Perché ci tenevo alle mie squadre, adesso. Sapevo di tenerci.
Volevo restassero vive.
Ed era proprio una bella tecnica, quella.
Note
In questo capitolo c'è stato un passaggio che tutte e tre le giudici mi hanno segnalato in quanto
sgradevole: ossia quel non proprio schifo riferito alle capacità di Yoru.
Era pensato inizialmente per essere molto colloquiale, qualcosa che fosse coerente in quanto pensiero (di
Kakashi, in questo caso): mi spiace non abbia reso l'idea! Ho deciso di tenerlo perché non è errore
grammaticale o di battitura, e preferisco conservare il più possibile la stesura originale del
concorso.
Torno a segnalare, prima di passare alle risposte ai commenti, il link dove si possono recuperare bando,
giudizi e punteggi delle quattro storie partecipanti:
"Kakashi loves... SORPRESA!"
Al prossimo capitolo e ancora grazie a chi mi ha permesso di giocare, a chi legge e a chi commenta!
Salice: Tu mi hai costretta! xD E' coercizione psicologica, tu lo sai che non puoi chiedermi le cose
facendo la vocina dolce e pretendere anche che io dica di no, è impossibile! Io spero tanto che Kishimoto
non decida mai di trasformar Kakashi in un papà. Sarebbe tremendo. O.o Cioè, non riesco neanche ad
immaginarlo.
the forgotten dreamer: Maggrazie! *_* Grazie davvero per tutti i complimenti!
araya: Grazie di cuore, detto da uno delle giudicesse (xD) fa malissimo al mio ego, che poi si monta
e si gonfia, però io ne sono tanto contenta. Nel caso gli attappo le orecchie (sempre all'ego) e ascolto
solo io!
Hinata_Dincht: Sì, non so se dipenda dalla maschera e dal fascino del misterioso, tipo Zorro, o
dall'atteggiamento da imbranato desolato, ma in un fumetto dove i personaggi maschili bellissimi si
sprecano e abbondano, be', Kakashi spicca malgrado tutto. xD Kurai, purtroppo, a me non sta simpatico per
niente: mi ricorda sfortunatamente qualcuno che ho moooooolto vicino.
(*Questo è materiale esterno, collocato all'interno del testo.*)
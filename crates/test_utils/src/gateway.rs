//! Scripted Agent Gateway
//!
//! An in-process `AgentGateway` for tests. Each role answers from its own
//! queue of scripted replies, falling back to a default payload once the
//! queue is empty. Every call is logged, and a call can be held open until
//! the test releases it, which is how cancellation by reset is exercised.

use std::collections::{HashMap, VecDeque};
use std::sync::{Arc, Mutex};

use async_trait::async_trait;
use tokio::sync::Notify;

use core_kernel::{DomainPort, PortError};
use domain_arbitration::{AgentGateway, AgentRole};

use crate::fixtures::PayloadFixtures;

/// One call observed by the scripted gateway
#[derive(Debug, Clone, PartialEq, Eq)]
pub struct RecordedCall {
    pub role: AgentRole,
    /// Appeal round, for the two appeal roles
    pub round: Option<u8>,
    /// Arguments in declaration order, round excluded
    pub args: Vec<String>,
}

#[derive(Default)]
struct Script {
    queued: HashMap<AgentRole, VecDeque<Result<String, PortError>>>,
    defaults: HashMap<AgentRole, String>,
    calls: Vec<RecordedCall>,
}

impl Script {
    fn next_reply(&mut self, role: AgentRole) -> Result<String, PortError> {
        if let Some(reply) = self.queued.get_mut(&role).and_then(VecDeque::pop_front) {
            return reply;
        }
        self.defaults
            .get(&role)
            .cloned()
            .ok_or_else(|| PortError::internal(format!("no scripted reply for {role}")))
    }
}

#[derive(Default)]
struct Latch {
    entered: Notify,
    release: Notify,
}

/// Handle on a held call
#[derive(Clone)]
pub struct HoldHandle(Arc<Latch>);

impl HoldHandle {
    /// Waits until the held call has been made
    pub async fn entered(&self) {
        self.0.entered.notified().await;
    }

    /// Lets the held call return its reply
    pub fn release(&self) {
        self.0.release.notify_one();
    }
}

/// Gateway answering from per-role scripts
#[derive(Default)]
pub struct ScriptedGateway {
    script: Mutex<Script>,
    holds: Mutex<HashMap<AgentRole, Arc<Latch>>>,
}

impl ScriptedGateway {
    /// A gateway with nothing scripted; every call fails until replies are added
    pub fn new() -> Self {
        Self::default()
    }

    /// Every role answers with a well-formed payload; the judge approves
    pub fn approving() -> Self {
        Self::with_judge(PayloadFixtures::judge_approved())
    }

    /// Every role answers with a well-formed payload; the judge denies
    pub fn denying() -> Self {
        Self::with_judge(PayloadFixtures::judge_denied())
    }

    /// Well-formed defaults for every role, with the given judge payload
    pub fn with_judge(judge: impl Into<String>) -> Self {
        Self::new()
            .default_reply(AgentRole::Builder, PayloadFixtures::claim())
            .default_reply(AgentRole::InsuranceReviewer, PayloadFixtures::insurance_case())
            .default_reply(AgentRole::Judge, judge)
            .default_reply(AgentRole::DoctorAppeal, PayloadFixtures::doctor_appeal(1))
            .default_reply(AgentRole::InsuranceCounter, PayloadFixtures::insurance_counter(1))
    }

    /// Reply used once the role's queue is empty
    pub fn default_reply(mut self, role: AgentRole, payload: impl Into<String>) -> Self {
        self.script_mut().defaults.insert(role, payload.into());
        self
    }

    /// Queues one reply for the role
    pub fn reply(mut self, role: AgentRole, payload: impl Into<String>) -> Self {
        self.script_mut()
            .queued
            .entry(role)
            .or_default()
            .push_back(Ok(payload.into()));
        self
    }

    /// Queues one failure for the role
    pub fn fail(mut self, role: AgentRole, error: PortError) -> Self {
        self.script_mut()
            .queued
            .entry(role)
            .or_default()
            .push_back(Err(error));
        self
    }

    /// Holds the next call to `role` open until released
    pub fn hold(&self, role: AgentRole) -> HoldHandle {
        let latch = Arc::new(Latch::default());
        self.holds.lock().unwrap().insert(role, Arc::clone(&latch));
        HoldHandle(latch)
    }

    /// All calls in the order they were made
    pub fn calls(&self) -> Vec<RecordedCall> {
        self.script.lock().unwrap().calls.clone()
    }

    /// Roles in the order they were called
    pub fn roles_called(&self) -> Vec<AgentRole> {
        self.calls().into_iter().map(|c| c.role).collect()
    }

    pub fn call_count(&self, role: AgentRole) -> usize {
        self.calls().iter().filter(|c| c.role == role).count()
    }

    fn script_mut(&mut self) -> &mut Script {
        self.script.get_mut().unwrap()
    }

    async fn answer(&self, role: AgentRole, round: Option<u8>, args: &[&str]) -> Result<String, PortError> {
        let reply = {
            let mut script = self.script.lock().unwrap();
            script.calls.push(RecordedCall {
                role,
                round,
                args: args.iter().map(|a| a.to_string()).collect(),
            });
            script.next_reply(role)
        };

        let latch = self.holds.lock().unwrap().remove(&role);
        if let Some(latch) = latch {
            latch.entered.notify_one();
            latch.release.notified().await;
        }
        reply
    }
}

impl DomainPort for ScriptedGateway {}

#[async_trait]
impl AgentGateway for ScriptedGateway {
    async fn build_claim(
        &self,
        patient_id: &str,
        procedure_code: &str,
        clinical_notes: &str,
    ) -> Result<String, PortError> {
        self.answer(AgentRole::Builder, None, &[patient_id, procedure_code, clinical_notes])
            .await
    }

    async fn review_claim(&self, claim: &str, procedure_code: &str) -> Result<String, PortError> {
        self.answer(AgentRole::InsuranceReviewer, None, &[claim, procedure_code])
            .await
    }

    async fn judge(
        &self,
        claim: &str,
        insurance_case: &str,
        patient_id: &str,
        procedure_code: &str,
    ) -> Result<String, PortError> {
        self.answer(
            AgentRole::Judge,
            None,
            &[claim, insurance_case, patient_id, procedure_code],
        )
        .await
    }

    async fn doctor_appeal(
        &self,
        claim: &str,
        insurance_case: &str,
        judge_decision: &str,
        round: u8,
    ) -> Result<String, PortError> {
        self.answer(
            AgentRole::DoctorAppeal,
            Some(round),
            &[claim, insurance_case, judge_decision],
        )
        .await
    }

    async fn insurance_counter(
        &self,
        doctor_appeal: &str,
        insurance_case: &str,
        round: u8,
    ) -> Result<String, PortError> {
        self.answer(
            AgentRole::InsuranceCounter,
            Some(round),
            &[doctor_appeal, insurance_case],
        )
        .await
    }
}
//! Tests for core_kernel error types

use core_kernel::error::CoreError;

#[test]
fn test_core_error_configuration() {
    let error = CoreError::configuration("base_url is empty");

    match &error {
        CoreError::Configuration(msg) => assert_eq!(msg, "base_url is empty"),
    }
    let display = format!("{}", error);
    assert!(display.contains("Configuration error"));
    assert!(display.contains("base_url"));
}
//! Case Record
//!
//! The single mutable record of one claim's journey through the workflow.
//! Mutators are crate-private: only the controller drives a record, and each
//! mutator checks the precondition of its own step before touching anything,
//! so a rejected step leaves the record exactly as it was.

use serde::{Deserialize, Serialize};
use validator::Validate;

use crate::appeal::{AppealEntry, AppealKind, MAX_APPEAL_ROUNDS};
use crate::error::WorkflowError;
use crate::payload::{GeneratedClaim, InsuranceCase, JudgeDecision, Verdict};
use crate::stage::WorkflowStage;

/// Inputs a case is opened with; immutable once the case starts
#[derive(Debug, Clone, Default, PartialEq, Eq, Serialize, Deserialize, Validate)]
pub struct CaseInputs {
    #[validate(length(min = 1))]
    pub patient_id: String,
    #[validate(length(min = 1))]
    pub procedure_code: String,
    #[validate(length(min = 1))]
    pub clinical_notes: String,
}

impl CaseInputs {
    pub fn new(
        patient_id: impl Into<String>,
        procedure_code: impl Into<String>,
        clinical_notes: impl Into<String>,
    ) -> Self {
        Self {
            patient_id: patient_id.into(),
            procedure_code: procedure_code.into(),
            clinical_notes: clinical_notes.into(),
        }
    }

    /// Checks the inputs, returning every problem found
    pub fn check(&self) -> Result<(), Vec<String>> {
        let mut problems = Vec::new();

        if let Err(errors) = self.validate() {
            for (field, field_errors) in errors.field_errors() {
                for error in field_errors {
                    problems.push(format!("{} is invalid ({})", field, error.code));
                }
            }
        }

        // Whitespace passes the length rules but is still no input
        for (field, value) in [
            ("patient_id", &self.patient_id),
            ("procedure_code", &self.procedure_code),
            ("clinical_notes", &self.clinical_notes),
        ] {
            if !value.is_empty() && value.trim().is_empty() {
                problems.push(format!("{} must not be blank", field));
            }
        }

        if problems.is_empty() {
            Ok(())
        } else {
            problems.sort();
            Err(problems)
        }
    }
}

/// Where and why a case failed
#[derive(Debug, Clone, PartialEq, Eq, Serialize, Deserialize)]
pub struct StageFailure {
    pub stage: WorkflowStage,
    pub message: String,
}

/// The case record
#[derive(Debug, Clone, Default, PartialEq, Serialize, Deserialize)]
pub struct CaseRecord {
    inputs: CaseInputs,
    current_stage: WorkflowStage,
    generated_claim: Option<GeneratedClaim>,
    insurance_case: Option<InsuranceCase>,
    /// Judge text as received, kept even when it does not parse
    judge_payload: Option<String>,
    judge_decision: Option<JudgeDecision>,
    /// Completed appeal rounds
    appeal_round: u8,
    appeal_history: Vec<AppealEntry>,
    final_decision: Option<Verdict>,
    failure: Option<StageFailure>,
}

impl CaseRecord {
    /// Creates a record holding only the inputs, awaiting start
    pub fn create(inputs: CaseInputs) -> Self {
        Self {
            inputs,
            ..Default::default()
        }
    }

    /// Clears every derived field and returns to `AwaitingInput`.
    ///
    /// The inputs are kept, so the result equals `CaseRecord::create` for
    /// the same inputs.
    pub fn reset(&mut self) {
        let inputs = std::mem::take(&mut self.inputs);
        *self = Self::create(inputs);
    }

    pub fn inputs(&self) -> &CaseInputs {
        &self.inputs
    }

    pub fn patient_id(&self) -> &str {
        &self.inputs.patient_id
    }

    pub fn procedure_code(&self) -> &str {
        &self.inputs.procedure_code
    }

    pub fn clinical_notes(&self) -> &str {
        &self.inputs.clinical_notes
    }

    pub fn current_stage(&self) -> WorkflowStage {
        self.current_stage
    }

    pub fn generated_claim(&self) -> Option<&GeneratedClaim> {
        self.generated_claim.as_ref()
    }

    pub fn insurance_case(&self) -> Option<&InsuranceCase> {
        self.insurance_case.as_ref()
    }

    pub fn judge_payload(&self) -> Option<&str> {
        self.judge_payload.as_deref()
    }

    pub fn judge_decision(&self) -> Option<&JudgeDecision> {
        self.judge_decision.as_ref()
    }

    pub fn appeal_round(&self) -> u8 {
        self.appeal_round
    }

    pub fn appeal_history(&self) -> &[AppealEntry] {
        &self.appeal_history
    }

    pub fn final_decision(&self) -> Option<Verdict> {
        self.final_decision
    }

    pub fn failure(&self) -> Option<&StageFailure> {
        self.failure.as_ref()
    }

    /// Moves to `target` if the stage machine allows it
    pub(crate) fn advance(&mut self, target: WorkflowStage) -> Result<(), WorkflowError> {
        if !self.current_stage.can_transition_to(target) {
            return Err(WorkflowError::invariant(format!(
                "invalid stage transition from {} to {}",
                self.current_stage, target
            )));
        }
        self.current_stage = target;
        Ok(())
    }

    pub(crate) fn set_generated_claim(&mut self, claim: GeneratedClaim) -> Result<(), WorkflowError> {
        self.expect_stage(WorkflowStage::Building)?;
        if self.generated_claim.is_some() {
            return Err(WorkflowError::invariant("generated claim is already set"));
        }
        self.generated_claim = Some(claim);
        Ok(())
    }

    pub(crate) fn set_insurance_case(&mut self, case: InsuranceCase) -> Result<(), WorkflowError> {
        self.expect_stage(WorkflowStage::Reviewing)?;
        if self.generated_claim.is_none() {
            return Err(WorkflowError::invariant(
                "insurance case recorded before the claim was generated",
            ));
        }
        self.insurance_case = Some(case);
        Ok(())
    }

    pub(crate) fn set_judge_payload(&mut self, raw: String) -> Result<(), WorkflowError> {
        self.expect_stage(WorkflowStage::Judging)?;
        if self.insurance_case.is_none() {
            return Err(WorkflowError::invariant(
                "judge consulted before the insurance case was recorded",
            ));
        }
        self.judge_payload = Some(raw);
        Ok(())
    }

    pub(crate) fn set_judge_decision(&mut self, decision: JudgeDecision) -> Result<(), WorkflowError> {
        self.expect_stage(WorkflowStage::Judging)?;
        if self.judge_payload.is_none() {
            return Err(WorkflowError::invariant("judge decision without a judge payload"));
        }
        if self.judge_decision.is_some() {
            return Err(WorkflowError::invariant("judge decision is already set"));
        }
        self.judge_decision = Some(decision);
        Ok(())
    }

    /// Appends to the appeal transcript.
    ///
    /// Round `n` is always a doctor appeal followed by its counter; the
    /// counter completes the round.
    pub(crate) fn push_appeal(&mut self, entry: AppealEntry) -> Result<(), WorkflowError> {
        self.expect_stage(WorkflowStage::Appealing)?;
        if self.judge_verdict() != Some(Verdict::Denied) {
            return Err(WorkflowError::invariant("appeals are only heard on a denial"));
        }

        let round = self.appeal_round + 1;
        if entry.round != round || round > MAX_APPEAL_ROUNDS {
            return Err(WorkflowError::invariant(format!(
                "appeal entry for round {} while round {} of {} is open",
                entry.round, round, MAX_APPEAL_ROUNDS
            )));
        }

        let doctor_filed = self
            .appeal_history
            .last()
            .is_some_and(|last| last.round == round && last.kind == AppealKind::DoctorAppeal);

        match (entry.kind, doctor_filed) {
            (AppealKind::DoctorAppeal, false) => {
                self.appeal_history.push(entry);
            }
            (AppealKind::InsuranceCounter, true) => {
                self.appeal_history.push(entry);
                self.appeal_round = round;
            }
            (AppealKind::DoctorAppeal, true) => {
                return Err(WorkflowError::invariant(format!(
                    "doctor appeal already filed for round {}",
                    round
                )));
            }
            (AppealKind::InsuranceCounter, false) => {
                return Err(WorkflowError::invariant(format!(
                    "counter-appeal for round {} filed before the doctor appeal",
                    round
                )));
            }
        }
        Ok(())
    }

    /// Fixes the final decision to the judge's verdict and resolves the case
    pub(crate) fn resolve(&mut self) -> Result<Verdict, WorkflowError> {
        let verdict = self
            .judge_verdict()
            .ok_or_else(|| WorkflowError::invariant("cannot resolve without a judge decision"))?;
        if self.current_stage == WorkflowStage::Judging && verdict.is_appealable() {
            return Err(WorkflowError::invariant(
                "a denial must pass through the appeals stage",
            ));
        }
        self.advance(WorkflowStage::Resolved)?;
        self.final_decision = Some(verdict);
        Ok(verdict)
    }

    /// Marks the current stage as failed
    pub(crate) fn fail(&mut self, message: impl Into<String>) -> Result<(), WorkflowError> {
        let stage = self.current_stage;
        self.advance(WorkflowStage::Failed)?;
        self.failure = Some(StageFailure {
            stage,
            message: message.into(),
        });
        Ok(())
    }

    fn judge_verdict(&self) -> Option<Verdict> {
        self.judge_decision.as_ref().map(|d| d.final_decision)
    }

    fn expect_stage(&self, expected: WorkflowStage) -> Result<(), WorkflowError> {
        if self.current_stage != expected {
            return Err(WorkflowError::invariant(format!(
                "expected stage {} but case is in {}",
                expected, self.current_stage
            )));
        }
        Ok(())
    }
}
//! Custom Test Assertions
//!
//! Provides specialized assertion helpers for case records that give
//! more meaningful error messages than standard assertions.

use domain_arbitration::{AppealKind, CaseRecord, WorkflowStage, MAX_APPEAL_ROUNDS};

/// Asserts that the appeal transcript alternates doctor appeal and counter,
/// round by round, within the round bound and consistent with the round counter
///
/// # Panics
///
/// Panics on the first entry that is out of order
pub fn assert_transcript_well_formed(record: &CaseRecord) {
    let history = record.appeal_history();
    for (index, entry) in history.iter().enumerate() {
        let expected_round = (index / 2) as u8 + 1;
        let expected_kind = if index % 2 == 0 {
            AppealKind::DoctorAppeal
        } else {
            AppealKind::InsuranceCounter
        };
        assert_eq!(
            (entry.round, entry.kind),
            (expected_round, expected_kind),
            "Appeal entry {} out of order",
            index
        );
        assert!(
            entry.round <= MAX_APPEAL_ROUNDS,
            "Appeal entry {} is in round {} beyond the bound of {}",
            index,
            entry.round,
            MAX_APPEAL_ROUNDS
        );
    }

    let completed = (history.len() / 2) as u8;
    assert_eq!(
        record.appeal_round(),
        completed,
        "Round counter {} disagrees with {} completed rounds in the transcript",
        record.appeal_round(),
        completed
    );
}

/// Asserts that a case is resolved and the final decision is the judge's verdict
pub fn assert_resolved_with_judge_verdict(record: &CaseRecord) {
    assert_eq!(
        record.current_stage(),
        WorkflowStage::Resolved,
        "Expected RESOLVED, case is in {}",
        record.current_stage()
    );
    let verdict = record
        .judge_decision()
        .map(|d| d.final_decision)
        .unwrap_or_else(|| panic!("Resolved case has no judge decision"));
    assert_eq!(
        record.final_decision(),
        Some(verdict),
        "Final decision differs from the judge's verdict"
    );
}

/// Asserts that a case failed in the given stage
pub fn assert_failed_in(record: &CaseRecord, stage: WorkflowStage) {
    assert_eq!(
        record.current_stage(),
        WorkflowStage::Failed,
        "Expected FAILED, case is in {}",
        record.current_stage()
    );
    let failure = record
        .failure()
        .unwrap_or_else(|| panic!("Failed case has no failure record"));
    assert_eq!(failure.stage, stage, "Case failed in the wrong stage");
    assert!(record.final_decision().is_none(), "Failed case has a final decision");
}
Grazie per i complimenti! ^^
verolax: Oltre a ringraziarti ancora per la cortesia che mi hai dimostrato malgrado il ritardo
catastrofico, più che disastroso, lo faccio anche per il punteggio decisamente lusinghiero e per i commenti
più che graditi, tutti. ^^
Se per il "non proprio schifo" ho spiegato sopra la mia scelta (e il "poterli ignorarli" lo
correggerò, grazie davvero! xD), il "vienimi in supporto" era preso proprio da una puntata dell'anime di
Naruto (tra l'altro una delle poche che ho seguito), traduzione italiana. Anche se, effettivamente, è
fastidioso da sentirsi! Il te era in effetti una scelta voluta... in certi casi, almeno. O.o Sto
rileggendo per controllare, però, non vorrei averlo sparso come semina! E tu non puoi capire fino a che
punto sia contenta che ti sia piaciuta la descrizione di Iwa...
Per quanto riguarda cavi ed elettricità in Naruto: al capitolo 330, per fare un esempio, numero 37
dell'edizione italiana, nella scena in cui Shikamaru annuncia a Kurenai della morte di Asuma sono
inquadrate centraline elettriche e cavi sulla destra; Naruto ha un frigorifero, poi, e nel numero 7,
capitolo 57, Gaara, Temari e Kankuro vengono ripresi da telecamere di sorveglianza, collegate a dei cavi.
Più che altro, a Suna mi pare non se ne vedano mai! O.o
Ancora, davvero, grazie! ^^
slice: Grazie grazie grazie! *_* Soprattutto per l'italiano... (*finge di ignorare d'aver scritto
per tutto il tempo "qualcun'altro" con l'apostrofo... coff coff!*).